Darker, too, than its Hollywood inspiration—although not the L. Frank Baum original—is the six-hour mini-series Tin Man, an absorbing variation on The Wizard of Oz, with a winsome Zooey Deschanel as DG in place of Judy Garland’s Dorothy. From Kansas, as usual (if we ignore the fact that her putative parents are really robots), this DG is precipitated by tornado into the Outer Zone, where magic and storytelling are at risk from the antics of the power-mad sorceress Azkadellia (Kathleen Robertson) and her Waffen SS leather boys, metalheads, and monkey bats. DG, to find her true queenly mother and a holy grail known hereabouts as the Emerald of the Eclipse, follows a yellow-brick road from Milltown and Papay Fields to Central City and Iron Maiden to Prison Island and Scorched Forest, in the ragamuffin company of a heartbroken tin-man cop named Cain (Neal McDonough), a scarecrow named Glitch (Alan Cumming), a leonine scaredy-cat named Raw (Raoul Trujillo), and a wizard much the worse for wear and water pipes (Richard Dreyfuss).

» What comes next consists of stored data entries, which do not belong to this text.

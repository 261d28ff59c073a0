//! Unresolved syntax tree.
//!
//! One [`Fragment`] is produced per `parse` call. Nothing here is
//! cross-referenced: parent names, mixin names and named types stay as
//! [`Name`]s until the analysis passes resolve them at `finish`.

mod ext_attr;
mod ty;

pub use ext_attr::{ExtAttr, ExtAttrValue};
pub use ty::{TypeExpr, TypeExprKind};

use crate::{ConstValue, DefaultValue, FileId, Loc, Name, SpecialKind};

/// Declarations from one `parse` call, in source order.
#[derive(Clone, Debug, PartialEq, Eq, Default)]
#[cfg_attr(feature = "serde", derive(serde::Serialize, serde::Deserialize))]
pub struct Fragment {
    pub file: FileId,
    pub definitions: Vec<Definition>,
}

/// A name together with where it was written.
#[derive(Copy, Clone, Debug, PartialEq, Eq, Hash)]
#[cfg_attr(feature = "serde", derive(serde::Serialize, serde::Deserialize))]
pub struct Ident {
    pub name: Name,
    pub loc: Loc,
}

/// Top-level declaration.
#[derive(Clone, Debug, PartialEq, Eq)]
#[cfg_attr(feature = "serde", derive(serde::Serialize, serde::Deserialize))]
pub enum Definition {
    Interface(InterfaceDef),
    PartialInterface(InterfaceDef),
    Mixin(InterfaceDef),
    PartialMixin(InterfaceDef),
    CallbackInterface(InterfaceDef),
    Dictionary(DictionaryDef),
    PartialDictionary(DictionaryDef),
    Namespace(NamespaceDef),
    PartialNamespace(NamespaceDef),
    Enum(EnumDef),
    Typedef(TypedefDef),
    Callback(CallbackDef),
    Includes(IncludesDef),
}

impl Definition {
    /// The declared identifier; for includes statements, the target.
    pub fn name(&self) -> Ident {
        match self {
            Definition::Interface(d)
            | Definition::PartialInterface(d)
            | Definition::Mixin(d)
            | Definition::PartialMixin(d)
            | Definition::CallbackInterface(d) => d.name,
            Definition::Dictionary(d) | Definition::PartialDictionary(d) => d.name,
            Definition::Namespace(d) | Definition::PartialNamespace(d) => d.name,
            Definition::Enum(d) => d.name,
            Definition::Typedef(d) => d.name,
            Definition::Callback(d) => d.name,
            Definition::Includes(d) => d.target,
        }
    }

    pub fn loc(&self) -> Loc {
        match self {
            Definition::Interface(d)
            | Definition::PartialInterface(d)
            | Definition::Mixin(d)
            | Definition::PartialMixin(d)
            | Definition::CallbackInterface(d) => d.loc,
            Definition::Dictionary(d) | Definition::PartialDictionary(d) => d.loc,
            Definition::Namespace(d) | Definition::PartialNamespace(d) => d.loc,
            Definition::Enum(d) => d.loc,
            Definition::Typedef(d) => d.loc,
            Definition::Callback(d) => d.loc,
            Definition::Includes(d) => d.loc,
        }
    }

    pub fn is_partial(&self) -> bool {
        matches!(
            self,
            Definition::PartialInterface(_)
                | Definition::PartialMixin(_)
                | Definition::PartialDictionary(_)
                | Definition::PartialNamespace(_)
        )
    }

    /// Noun used in diagnostics ("interface", "dictionary", ...).
    pub fn describe(&self) -> &'static str {
        match self {
            Definition::Interface(_) => "interface",
            Definition::PartialInterface(_) => "partial interface",
            Definition::Mixin(_) => "interface mixin",
            Definition::PartialMixin(_) => "partial interface mixin",
            Definition::CallbackInterface(_) => "callback interface",
            Definition::Dictionary(_) => "dictionary",
            Definition::PartialDictionary(_) => "partial dictionary",
            Definition::Namespace(_) => "namespace",
            Definition::PartialNamespace(_) => "partial namespace",
            Definition::Enum(_) => "enum",
            Definition::Typedef(_) => "typedef",
            Definition::Callback(_) => "callback",
            Definition::Includes(_) => "includes statement",
        }
    }
}

/// Body shared by interfaces, mixins and callback interfaces (and their
/// partials).
#[derive(Clone, Debug, PartialEq, Eq)]
#[cfg_attr(feature = "serde", derive(serde::Serialize, serde::Deserialize))]
pub struct InterfaceDef {
    pub name: Ident,
    pub parent: Option<Ident>,
    pub members: Vec<MemberDef>,
    pub ext_attrs: Vec<ExtAttr>,
    pub loc: Loc,
}

#[derive(Clone, Debug, PartialEq, Eq)]
#[cfg_attr(feature = "serde", derive(serde::Serialize, serde::Deserialize))]
pub struct NamespaceDef {
    pub name: Ident,
    pub members: Vec<MemberDef>,
    pub ext_attrs: Vec<ExtAttr>,
    pub loc: Loc,
}

#[derive(Clone, Debug, PartialEq, Eq)]
#[cfg_attr(feature = "serde", derive(serde::Serialize, serde::Deserialize))]
pub struct DictionaryDef {
    pub name: Ident,
    pub parent: Option<Ident>,
    pub members: Vec<DictionaryMemberDef>,
    pub ext_attrs: Vec<ExtAttr>,
    pub loc: Loc,
}

#[derive(Clone, Debug, PartialEq, Eq)]
#[cfg_attr(feature = "serde", derive(serde::Serialize, serde::Deserialize))]
pub struct DictionaryMemberDef {
    pub name: Ident,
    pub ty: TypeExpr,
    pub required: bool,
    pub default: Option<DefaultValue>,
    pub ext_attrs: Vec<ExtAttr>,
    pub loc: Loc,
}

#[derive(Clone, Debug, PartialEq, Eq)]
#[cfg_attr(feature = "serde", derive(serde::Serialize, serde::Deserialize))]
pub struct EnumDef {
    pub name: Ident,
    pub values: Vec<Ident>,
    pub ext_attrs: Vec<ExtAttr>,
    pub loc: Loc,
}

#[derive(Clone, Debug, PartialEq, Eq)]
#[cfg_attr(feature = "serde", derive(serde::Serialize, serde::Deserialize))]
pub struct TypedefDef {
    pub name: Ident,
    pub ty: TypeExpr,
    pub ext_attrs: Vec<ExtAttr>,
    pub loc: Loc,
}

/// `callback Name = ReturnType (args);`
#[derive(Clone, Debug, PartialEq, Eq)]
#[cfg_attr(feature = "serde", derive(serde::Serialize, serde::Deserialize))]
pub struct CallbackDef {
    pub name: Ident,
    pub return_type: TypeExpr,
    pub args: Vec<ArgumentDef>,
    pub ext_attrs: Vec<ExtAttr>,
    pub loc: Loc,
}

/// `Target includes Mixin;` or the legacy `Target implements Mixin;`.
#[derive(Clone, Debug, PartialEq, Eq)]
#[cfg_attr(feature = "serde", derive(serde::Serialize, serde::Deserialize))]
pub struct IncludesDef {
    pub target: Ident,
    pub mixin: Ident,
    pub legacy: bool,
    pub ext_attrs: Vec<ExtAttr>,
    pub loc: Loc,
}

/// Interface, mixin or namespace member.
#[derive(Clone, Debug, PartialEq, Eq)]
#[cfg_attr(feature = "serde", derive(serde::Serialize, serde::Deserialize))]
pub struct MemberDef {
    /// Absent for anonymous special operations, bare `stringifier;`,
    /// constructors and iterable-like declarations.
    pub name: Option<Ident>,
    pub kind: MemberDefKind,
    pub ext_attrs: Vec<ExtAttr>,
    pub loc: Loc,
}

#[derive(Clone, Debug, PartialEq, Eq)]
#[cfg_attr(feature = "serde", derive(serde::Serialize, serde::Deserialize))]
pub enum MemberDefKind {
    Attribute {
        ty: TypeExpr,
        readonly: bool,
        is_static: bool,
        stringifier: bool,
        inherit: bool,
    },
    Operation {
        return_type: TypeExpr,
        args: Vec<ArgumentDef>,
        specials: Vec<SpecialKind>,
        is_static: bool,
    },
    Constructor {
        args: Vec<ArgumentDef>,
    },
    Const {
        ty: TypeExpr,
        value: ConstValue,
    },
    Iterable {
        key: Option<TypeExpr>,
        value: TypeExpr,
    },
    Maplike {
        key: TypeExpr,
        value: TypeExpr,
        readonly: bool,
    },
    Setlike {
        value: TypeExpr,
        readonly: bool,
    },
    /// Bare `stringifier;`.
    Stringifier,
}

impl MemberDefKind {
    pub fn is_static(&self) -> bool {
        match self {
            MemberDefKind::Attribute { is_static, .. }
            | MemberDefKind::Operation { is_static, .. } => *is_static,
            _ => false,
        }
    }
}

#[derive(Clone, Debug, PartialEq, Eq)]
#[cfg_attr(feature = "serde", derive(serde::Serialize, serde::Deserialize))]
pub struct ArgumentDef {
    pub name: Ident,
    pub ty: TypeExpr,
    pub optional: bool,
    pub variadic: bool,
    pub default: Option<DefaultValue>,
    pub ext_attrs: Vec<ExtAttr>,
    pub loc: Loc,
}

Steven Long Mitchell and Craig Van Sickle, who brought us such series as The Pretender and Medical Investigation, are the unlikely co-writers and executive producers of Tin Man, in which the usual epic journey to find oneself winds up with a brand-new meaning for “twisted sister.” And never mind the Nazi “long-coats”: “Nothing can hurt us when we hold hands.”